* Dataset content
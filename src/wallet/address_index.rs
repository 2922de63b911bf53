//! Address to derivation-path lookup used to decide which inputs and outputs belong to the wallet.

use crate::indexer::{HistoryPage, WalletIdentity};
use std::collections::HashMap;

/// Path recorded for the only address of a non-HD wallet.
pub const SINGLE_ADDRESS_PATH: &str = "single";

/// Maps explorer-reported addresses to HD derivation paths.
///
/// Rebuilt for every history chunk from the pages fetched in that chunk; never persisted.
#[derive(Debug, Clone, Default, PartialEq, Eq)]
pub struct AddressPathIndex {
	paths: HashMap<String, String>,
}

impl AddressPathIndex {
	pub fn new() -> Self {
		Self::default()
	}

	/// Index holding one synthetic entry for a single-address wallet.
	pub fn single_address(address: &str) -> Self {
		let mut index = Self::new();
		index.insert(address, SINGLE_ADDRESS_PATH);
		index
	}

	/// Build the index for one sync chunk.
	///
	/// For an xpub the union of every page's derived-address tokens is used, later pages
	/// overriding earlier ones; an address identity yields the single synthetic entry.
	pub fn from_pages<'a>(
		identity: &WalletIdentity,
		pages: impl IntoIterator<Item = &'a HistoryPage>,
	) -> Self {
		match identity {
			WalletIdentity::Address(address) => Self::single_address(address),
			WalletIdentity::Xpub(_) => {
				let mut index = Self::new();
				for token in pages.into_iter().flat_map(|page| page.tokens.iter()) {
					index.insert(&token.name, token.path.as_deref().unwrap_or_default());
				}
				index
			}
		}
	}

	pub fn insert(&mut self, address: &str, path: &str) {
		self.paths.insert(address.to_string(), path.to_string());
	}

	pub fn contains(&self, address: &str) -> bool {
		self.paths.contains_key(address)
	}

	pub fn path_of(&self, address: &str) -> Option<&str> {
		self.paths.get(address).map(String::as_str)
	}

	/// True when any of the addresses belongs to the wallet.
	pub fn owns_any(&self, addresses: &[String]) -> bool {
		addresses.iter().any(|address| self.contains(address))
	}

	pub fn len(&self) -> usize {
		self.paths.len()
	}

	pub fn is_empty(&self) -> bool {
		self.paths.is_empty()
	}
}

/// Rewrite the coin-type segment (`m/44'/<type>'/...`) of a derivation path.
pub fn with_coin_type(path: &str, coin_type: u32) -> String {
	let mut segments: Vec<String> = path.split('/').map(str::to_string).collect();
	if let Some(segment) = segments.get_mut(2) {
		*segment = format!("{}'", coin_type);
	}
	segments.join("/")
}

/// Address index (sixth segment) of a full `m/44'/t'/a'/c/i` path.
pub fn address_index(path: &str) -> Option<u32> {
	path.split('/')
		.nth(5)
		.and_then(|segment| segment.trim_end_matches('\'').parse().ok())
}
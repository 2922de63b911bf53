//! The ledger backend capability consumed by the sync coordinator.

use super::types::*;
use crate::wallet::utxo::{EnrichmentContext, Utxo};
use async_trait::async_trait;

/// Remote ledger-indexing service.
///
/// Every method fails with a network-class `IndexerError` on transport or payload failure;
/// `broadcast` additionally fails with `IndexerError::BroadcastRejected` when the node refuses
/// the transaction. Implementations stay stateless: enable/disable bookkeeping belongs to the
/// caller.
#[async_trait]
pub trait LedgerBackend: Send + Sync {
	/// Current chain tip height.
	async fn get_block_height(&self) -> Result<u64, IndexerError>;

	/// Lite UTXOs of an address or xpub.
	async fn get_utxos(&self, key: &str) -> Result<Vec<LiteUtxo>, IndexerError>;

	/// Node-format transaction, used to resolve output scripts.
	async fn get_tx_specific(&self, txid: &str) -> Result<SpecificTx, IndexerError>;

	/// One descending-by-height page of transactions touching `identity`.
	async fn get_history_page(
		&self,
		identity: &WalletIdentity,
		query: &PageQuery,
	) -> Result<HistoryPage, IndexerError>;

	/// Submit a signed transaction, returning its txid.
	async fn broadcast(&self, raw_tx_hex: &str) -> Result<String, IndexerError>;

	/// Explorer-format transaction detail.
	async fn get_tx_detail(&self, txid: &str) -> Result<ExplorerTx, IndexerError>;

	/// Name of this backend for logging.
	fn name(&self) -> &'static str;

	/// Resolve a lite UTXO into a spendable output.
	///
	/// Returns `Ok(None)` for outputs whose script class the wallet cannot spend.
	async fn get_utxo_full_info(
		&self,
		lite: &LiteUtxo,
		context: &EnrichmentContext,
	) -> Result<Option<Utxo>, IndexerError> {
		let tx = self.get_tx_specific(&lite.txid).await?;
		Ok(Utxo::from_specific_tx(lite, &tx, context))
	}
}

* Exercise
In the entries above, identify every line with the word "split". Copy those lines.

* Solved problem
	let mut segments: Vec<String> = path.split('/').map(str::to_string).collect();
	path.split('/')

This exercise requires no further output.